Required work = Please return every line below that contains the string "parse".

(Source data)
= = =

//! Decoded in-memory images.

use std::str::FromStr;

use image::DynamicImage;
use image::imageops::FilterType;

use crate::domain::errors::RequestError;

/// Pixel layout a decoded image is converted to.
#[derive(Debug, Clone, Copy, Default, PartialEq, Eq, Hash)]
pub enum ColorDepth {
    /// 8-bit RGBA, 4 bytes per pixel.
    #[default]
    Rgba8,
    /// 8-bit RGB, 3 bytes per pixel.
    Rgb8,
    /// 8-bit grayscale with alpha, 2 bytes per pixel.
    LumaA8,
    /// 8-bit grayscale, 1 byte per pixel.
    Luma8,
}

impl ColorDepth {
    /// Bytes used by one pixel.
    #[must_use]
    pub const fn bytes_per_pixel(self) -> usize {
        match self {
            Self::Rgba8 => 4,
            Self::Rgb8 => 3,
            Self::LumaA8 => 2,
            Self::Luma8 => 1,
        }
    }

    fn convert(self, image: DynamicImage) -> DynamicImage {
        match self {
            Self::Rgba8 => DynamicImage::ImageRgba8(image.into_rgba8()),
            Self::Rgb8 => DynamicImage::ImageRgb8(image.into_rgb8()),
            Self::LumaA8 => DynamicImage::ImageLumaA8(image.into_luma_alpha8()),
            Self::Luma8 => DynamicImage::ImageLuma8(image.into_luma8()),
        }
    }
}

impl std::fmt::Display for ColorDepth {
    fn fmt(&self, f: &mut std::fmt::Formatter<'_>) -> std::fmt::Result {
        match self {
            Self::Rgba8 => write!(f, "rgba8"),
            Self::Rgb8 => write!(f, "rgb8"),
            Self::LumaA8 => write!(f, "lumaa8"),
            Self::Luma8 => write!(f, "luma8"),
        }
    }
}

impl FromStr for ColorDepth {
    type Err = String;

    fn from_str(s: &str) -> Result<Self, Self::Err> {
        match s.to_ascii_lowercase().as_str() {
            "rgba8" | "argb8888" => Ok(Self::Rgba8),
            "rgb8" | "rgb565" => Ok(Self::Rgb8),
            "lumaa8" => Ok(Self::LumaA8),
            "luma8" | "alpha8" => Ok(Self::Luma8),
            other => Err(format!("unknown color depth {other:?}")),
        }
    }
}

/// How raw image bytes are turned into a [`Bitmap`].
#[derive(Debug, Clone, Copy, Default, PartialEq, Eq, Hash)]
pub struct DecodeConfig {
    /// Target pixel layout.
    pub color: ColorDepth,
    /// Maximum width in pixels, `0` for unbounded.
    pub max_width: u32,
    /// Maximum height in pixels, `0` for unbounded.
    pub max_height: u32,
}

impl DecodeConfig {
    /// Creates an unbounded configuration with the given layout.
    #[must_use]
    pub const fn new(color: ColorDepth) -> Self {
        Self {
            color,
            max_width: 0,
            max_height: 0,
        }
    }

    /// Bounds the decoded size. Images are scaled down to fit, never up.
    #[must_use]
    pub const fn with_max_size(mut self, max_width: u32, max_height: u32) -> Self {
        self.max_width = max_width;
        self.max_height = max_height;
        self
    }

    const fn bounds(&self) -> (u32, u32) {
        let width = if self.max_width == 0 { u32::MAX } else { self.max_width };
        let height = if self.max_height == 0 { u32::MAX } else { self.max_height };
        (width, height)
    }
}

/// A decoded image with a fixed pixel layout.
#[derive(Debug, Clone)]
pub struct Bitmap {
    image: DynamicImage,
    color: ColorDepth,
}

impl Bitmap {
    /// Wraps an image, converting it to `color`.
    #[must_use]
    pub fn from_image(image: DynamicImage, color: ColorDepth) -> Self {
        Self {
            image: color.convert(image),
            color,
        }
    }

    /// Decodes an encoded raster image.
    ///
    /// # Errors
    /// Returns `DecodeError` if the format is unknown or the data is corrupt.
    pub fn decode(bytes: &[u8], config: &DecodeConfig) -> Result<Self, RequestError> {
        let mut image = image::load_from_memory(bytes)
            .map_err(|e| RequestError::decode_with(format!("failed to decode image: {e}"), e))?;

        let (max_width, max_height) = config.bounds();
        if image.width() > max_width || image.height() > max_height {
            image = image.resize(max_width, max_height, FilterType::Lanczos3);
        }

        Ok(Self::from_image(image, config.color))
    }

    /// Width in pixels.
    #[must_use]
    pub fn width(&self) -> u32 {
        self.image.width()
    }

    /// Height in pixels.
    #[must_use]
    pub fn height(&self) -> u32 {
        self.image.height()
    }

    /// Pixel layout.
    #[must_use]
    pub const fn color(&self) -> ColorDepth {
        self.color
    }

    /// Bytes in one pixel row.
    #[must_use]
    pub fn row_bytes(&self) -> usize {
        self.width() as usize * self.color.bytes_per_pixel()
    }

    /// Size of the raw pixel buffer, `row_bytes * height`.
    #[must_use]
    pub fn byte_count(&self) -> usize {
        self.row_bytes() * self.height() as usize
    }

    /// Borrows the underlying image.
    #[must_use]
    pub const fn image(&self) -> &DynamicImage {
        &self.image
    }

    /// Returns the underlying image.
    #[must_use]
    pub fn into_image(self) -> DynamicImage {
        self.image
    }
}

#[cfg(test)]
mod tests {
    use super::*;
    use crate::domain::errors::ErrorKind;
    use std::io::Cursor;

    fn png(width: u32, height: u32) -> Vec<u8> {
        let mut out = Cursor::new(Vec::new());
        DynamicImage::new_rgb8(width, height)
            .write_to(&mut out, image::ImageFormat::Png)
            .unwrap();
        out.into_inner()
    }

    #[test]
    fn test_byte_count_uses_decoded_layout() {
        let bitmap = Bitmap::from_image(DynamicImage::new_rgb8(10, 5), ColorDepth::Rgba8);
        assert_eq!(bitmap.row_bytes(), 40);
        assert_eq!(bitmap.byte_count(), 200);

        let gray = Bitmap::from_image(DynamicImage::new_rgb8(10, 5), ColorDepth::Luma8);
        assert_eq!(gray.byte_count(), 50);
    }

    #[test]
    fn test_decode_png() {
        let bitmap = Bitmap::decode(&png(8, 4), &DecodeConfig::default()).unwrap();
        assert_eq!((bitmap.width(), bitmap.height()), (8, 4));
        assert_eq!(bitmap.color(), ColorDepth::Rgba8);
    }

    #[test]
    fn test_decode_scales_down_preserving_aspect() {
        let config = DecodeConfig::new(ColorDepth::Rgb8).with_max_size(50, 50);
        let bitmap = Bitmap::decode(&png(200, 100), &config).unwrap();
        assert_eq!((bitmap.width(), bitmap.height()), (50, 25));
    }

    #[test]
    fn test_decode_never_scales_up() {
        let config = DecodeConfig::new(ColorDepth::Rgb8).with_max_size(500, 0);
        let bitmap = Bitmap::decode(&png(20, 10), &config).unwrap();
        assert_eq!((bitmap.width(), bitmap.height()), (20, 10));
    }

    #[test]
    fn test_corrupt_data_is_decode_error() {
        let err = Bitmap::decode(b"\x89PNG\r\n\x1a\nnot really", &DecodeConfig::default())
            .unwrap_err();
        assert_eq!(err.kind(), ErrorKind::Decode);
    }

    #[test]
    fn test_color_depth_from_str() {
        assert_eq!("RGB565".parse::<ColorDepth>(), Ok(ColorDepth::Rgb8));
        assert!("cmyk".parse::<ColorDepth>().is_err());
    }
}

= = =

Output =
        assert_eq!("RGB565".parse::<ColorDepth>(), Ok(ColorDepth::Rgb8));
        assert!("cmyk".parse::<ColorDepth>().is_err());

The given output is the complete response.